The dairy producer nearly doubled its spending on marketing in the year to June 30 as it tried to sell its products in smaller Chinese cities and grow its profile in the United States.
It expects to spend more again this year with a marketing budget of NZ$200 million ($127.9 million), compared with NZ$135.3 million last year.
The Auckland-based company advertises its a2 milk product as easier to digest than conventional milk because it lacks the A1 caesin protein.
Its earnings before interest, tax, depreciation and amortisation margin, or operating profit as a percentage of sales, is now expected to be about 29% to 30% for the full year, up from a rough forecast of 28% made in August.
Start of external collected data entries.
//! 追踪、请求 ID 生成与进程级计数器。

use std::sync::OnceLock;
use std::sync::atomic::{AtomicU64, Ordering};
use tracing_subscriber::{EnvFilter, fmt};

/// 请求级追踪标识。
#[derive(Debug, Clone)]
pub struct RequestIds {
    pub request_id: String,
    pub trace_id: String,
}

/// 计数器快照。
#[derive(Debug, Clone, Copy, Default, PartialEq, Eq)]
pub struct MetricsSnapshot {
    pub pings_inserted: u64,
    pub pings_duplicate: u64,
    pub pings_rejected: u64,
    pub queries_served: u64,
    pub queries_rejected: u64,
    pub store_failures: u64,
}

/// 进程级计数器。
pub struct TelemetryMetrics {
    pings_inserted: AtomicU64,
    pings_duplicate: AtomicU64,
    pings_rejected: AtomicU64,
    queries_served: AtomicU64,
    queries_rejected: AtomicU64,
    store_failures: AtomicU64,
}

impl TelemetryMetrics {
    pub fn new() -> Self {
        Self {
            pings_inserted: AtomicU64::new(0),
            pings_duplicate: AtomicU64::new(0),
            pings_rejected: AtomicU64::new(0),
            queries_served: AtomicU64::new(0),
            queries_rejected: AtomicU64::new(0),
            store_failures: AtomicU64::new(0),
        }
    }

    pub fn snapshot(&self) -> MetricsSnapshot {
        MetricsSnapshot {
            pings_inserted: self.pings_inserted.load(Ordering::Relaxed),
            pings_duplicate: self.pings_duplicate.load(Ordering::Relaxed),
            pings_rejected: self.pings_rejected.load(Ordering::Relaxed),
            queries_served: self.queries_served.load(Ordering::Relaxed),
            queries_rejected: self.queries_rejected.load(Ordering::Relaxed),
            store_failures: self.store_failures.load(Ordering::Relaxed),
        }
    }
}

impl Default for TelemetryMetrics {
    fn default() -> Self {
        Self::new()
    }
}

static METRICS: OnceLock<TelemetryMetrics> = OnceLock::new();

/// 获取全局计数器实例。
pub fn metrics() -> &'static TelemetryMetrics {
    METRICS.get_or_init(TelemetryMetrics::new)
}

/// 初始化 tracing（默认 info，可用 RUST_LOG 覆盖）。
pub fn init_tracing() {
    let filter = EnvFilter::try_from_default_env().unwrap_or_else(|_| EnvFilter::new("info"));
    let _ = fmt().with_env_filter(filter).try_init();
}

/// 生成新的 request_id 与 trace_id。
pub fn new_request_ids() -> RequestIds {
    RequestIds {
        request_id: uuid::Uuid::new_v4().to_string(),
        trace_id: uuid::Uuid::new_v4().to_string(),
    }
}

/// 记录新增 ping 次数。
pub fn record_ping_inserted() {
    metrics().pings_inserted.fetch_add(1, Ordering::Relaxed);
}

/// 记录重复 ping（已存在，未新增）次数。
pub fn record_ping_duplicate() {
    metrics().pings_duplicate.fetch_add(1, Ordering::Relaxed);
}

/// 记录被拒绝的 ping 写入（非法 epoch、保留 ID）。
pub fn record_ping_rejected() {
    metrics().pings_rejected.fetch_add(1, Ordering::Relaxed);
}

/// 记录成功的查询次数。
pub fn record_query_served() {
    metrics().queries_served.fetch_add(1, Ordering::Relaxed);
}

/// 记录以客户端错误结束的查询次数。
pub fn record_query_rejected() {
    metrics().queries_rejected.fetch_add(1, Ordering::Relaxed);
}

/// 记录存储层失败次数。
pub fn record_store_failure() {
    metrics().store_failures.fetch_add(1, Ordering::Relaxed);
}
Since its full-year earnings announcement in late August, a2 Milk’s shares have plunged 24% as investors worried about the impact of higher costs. Such concerns evaporated on Tuesday with margins set to exceed the company’s expectations.
“The main catalyst for the downside has been removed,” said Jeremy Sullivan, an investment adviser at Hamilton Hindin Greene.
Despite a nearly 19% jump in share price to NZ$15.21, the stock still sits below the levels it was at in August. The stock is however set to post its biggest intraday gain since February 2018.
In a separate release, dairy producer Synlait Milk (SML.NZ) extended its supply agreement with a2, its second-largest shareholder.